--- EXTRACTED ENTRIES ---

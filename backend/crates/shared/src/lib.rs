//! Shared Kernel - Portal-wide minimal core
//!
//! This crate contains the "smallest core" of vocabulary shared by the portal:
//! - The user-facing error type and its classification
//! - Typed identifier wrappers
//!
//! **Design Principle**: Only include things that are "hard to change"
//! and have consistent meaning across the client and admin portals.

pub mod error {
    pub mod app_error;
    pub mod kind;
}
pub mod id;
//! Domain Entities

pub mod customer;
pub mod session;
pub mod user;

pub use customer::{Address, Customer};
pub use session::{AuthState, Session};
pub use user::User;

---
--- EXTRACTED ENTRIES ---

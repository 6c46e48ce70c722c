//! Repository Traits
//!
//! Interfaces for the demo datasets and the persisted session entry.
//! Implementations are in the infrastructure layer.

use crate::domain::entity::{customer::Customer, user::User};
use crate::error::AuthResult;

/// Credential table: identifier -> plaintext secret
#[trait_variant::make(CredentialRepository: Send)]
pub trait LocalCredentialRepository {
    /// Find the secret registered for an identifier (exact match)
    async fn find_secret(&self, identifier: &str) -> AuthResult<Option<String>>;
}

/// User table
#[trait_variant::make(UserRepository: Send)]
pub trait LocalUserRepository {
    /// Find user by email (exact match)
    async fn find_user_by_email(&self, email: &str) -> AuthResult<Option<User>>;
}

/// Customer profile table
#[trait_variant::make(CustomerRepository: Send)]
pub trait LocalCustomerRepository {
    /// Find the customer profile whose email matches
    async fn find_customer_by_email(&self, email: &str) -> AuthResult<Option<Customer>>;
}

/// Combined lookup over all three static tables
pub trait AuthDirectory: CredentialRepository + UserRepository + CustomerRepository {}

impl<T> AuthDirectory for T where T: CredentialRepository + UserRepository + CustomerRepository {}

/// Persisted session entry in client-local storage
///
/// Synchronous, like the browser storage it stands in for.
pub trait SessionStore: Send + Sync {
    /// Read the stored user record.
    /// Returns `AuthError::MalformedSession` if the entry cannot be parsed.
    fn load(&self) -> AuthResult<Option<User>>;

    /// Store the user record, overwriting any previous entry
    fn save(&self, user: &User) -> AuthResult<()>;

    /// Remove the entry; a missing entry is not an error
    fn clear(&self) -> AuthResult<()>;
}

---
--- EXTRACTED ENTRIES ---

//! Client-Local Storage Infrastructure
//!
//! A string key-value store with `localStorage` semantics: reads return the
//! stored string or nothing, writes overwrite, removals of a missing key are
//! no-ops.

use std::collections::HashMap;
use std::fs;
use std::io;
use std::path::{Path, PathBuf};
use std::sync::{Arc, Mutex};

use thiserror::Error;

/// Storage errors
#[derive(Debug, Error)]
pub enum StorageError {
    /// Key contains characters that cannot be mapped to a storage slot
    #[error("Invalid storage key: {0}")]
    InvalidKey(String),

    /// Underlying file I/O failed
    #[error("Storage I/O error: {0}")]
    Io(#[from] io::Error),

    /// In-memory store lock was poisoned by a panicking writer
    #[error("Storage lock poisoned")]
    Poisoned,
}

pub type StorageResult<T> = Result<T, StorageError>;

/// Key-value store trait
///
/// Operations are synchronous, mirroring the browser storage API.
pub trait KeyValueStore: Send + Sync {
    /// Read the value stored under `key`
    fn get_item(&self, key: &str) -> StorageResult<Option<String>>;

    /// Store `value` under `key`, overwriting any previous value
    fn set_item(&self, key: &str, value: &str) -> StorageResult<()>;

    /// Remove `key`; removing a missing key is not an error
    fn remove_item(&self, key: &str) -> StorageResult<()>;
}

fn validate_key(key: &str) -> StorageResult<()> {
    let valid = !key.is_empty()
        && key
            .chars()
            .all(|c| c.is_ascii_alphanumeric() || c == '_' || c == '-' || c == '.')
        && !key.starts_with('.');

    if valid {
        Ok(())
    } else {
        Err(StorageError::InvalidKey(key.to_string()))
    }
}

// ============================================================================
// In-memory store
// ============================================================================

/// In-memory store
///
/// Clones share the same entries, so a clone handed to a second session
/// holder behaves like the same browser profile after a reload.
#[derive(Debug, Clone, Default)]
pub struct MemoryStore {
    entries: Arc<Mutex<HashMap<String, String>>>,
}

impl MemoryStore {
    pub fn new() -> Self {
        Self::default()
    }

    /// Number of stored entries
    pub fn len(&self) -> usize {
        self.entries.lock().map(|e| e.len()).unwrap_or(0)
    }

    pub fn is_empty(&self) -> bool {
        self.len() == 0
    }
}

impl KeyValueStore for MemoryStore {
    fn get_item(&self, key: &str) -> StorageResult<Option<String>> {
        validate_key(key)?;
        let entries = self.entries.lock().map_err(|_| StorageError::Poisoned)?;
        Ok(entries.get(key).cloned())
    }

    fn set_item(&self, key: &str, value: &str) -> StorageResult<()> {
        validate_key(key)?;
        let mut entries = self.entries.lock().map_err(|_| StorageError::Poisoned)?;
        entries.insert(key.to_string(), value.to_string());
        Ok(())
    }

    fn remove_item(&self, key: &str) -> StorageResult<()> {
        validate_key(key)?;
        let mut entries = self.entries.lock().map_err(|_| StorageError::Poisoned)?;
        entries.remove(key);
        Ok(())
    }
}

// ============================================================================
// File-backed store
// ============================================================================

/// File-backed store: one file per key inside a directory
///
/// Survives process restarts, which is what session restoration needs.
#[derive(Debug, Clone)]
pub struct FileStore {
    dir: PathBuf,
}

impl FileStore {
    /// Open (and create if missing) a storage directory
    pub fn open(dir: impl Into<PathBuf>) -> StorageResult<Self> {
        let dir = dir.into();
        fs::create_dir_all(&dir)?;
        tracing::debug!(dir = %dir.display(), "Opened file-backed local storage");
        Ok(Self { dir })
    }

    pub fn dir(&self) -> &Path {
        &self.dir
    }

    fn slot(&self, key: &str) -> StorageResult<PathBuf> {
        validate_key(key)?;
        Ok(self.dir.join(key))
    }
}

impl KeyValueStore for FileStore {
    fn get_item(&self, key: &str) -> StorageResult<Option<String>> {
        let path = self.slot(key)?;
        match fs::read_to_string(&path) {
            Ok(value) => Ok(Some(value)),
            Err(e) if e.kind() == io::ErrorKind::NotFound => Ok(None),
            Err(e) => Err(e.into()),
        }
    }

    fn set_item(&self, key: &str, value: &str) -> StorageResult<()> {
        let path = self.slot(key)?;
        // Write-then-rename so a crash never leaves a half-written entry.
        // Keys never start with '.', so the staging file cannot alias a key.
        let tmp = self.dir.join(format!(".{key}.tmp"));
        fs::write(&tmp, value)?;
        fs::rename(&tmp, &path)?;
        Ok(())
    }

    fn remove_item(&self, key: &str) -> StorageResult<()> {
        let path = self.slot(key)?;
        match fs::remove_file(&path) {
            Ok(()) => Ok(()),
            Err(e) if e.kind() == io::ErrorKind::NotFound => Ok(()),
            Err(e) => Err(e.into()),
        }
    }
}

---

• WHAT THE EXERCISE ASKS: Print the lines above from the one with "use std::io;" through the one with "file I/O failed", both included, exactly as written and nothing more.

• RESPONSE TO THE EXERCISE:
use std::io;
use std::path::{Path, PathBuf};
use std::sync::{Arc, Mutex};

use thiserror::Error;

/// Storage errors
#[derive(Debug, Error)]
pub enum StorageError {
    /// Key contains characters that cannot be mapped to a storage slot
    #[error("Invalid storage key: {0}")]
    InvalidKey(String),

    /// Underlying file I/O failed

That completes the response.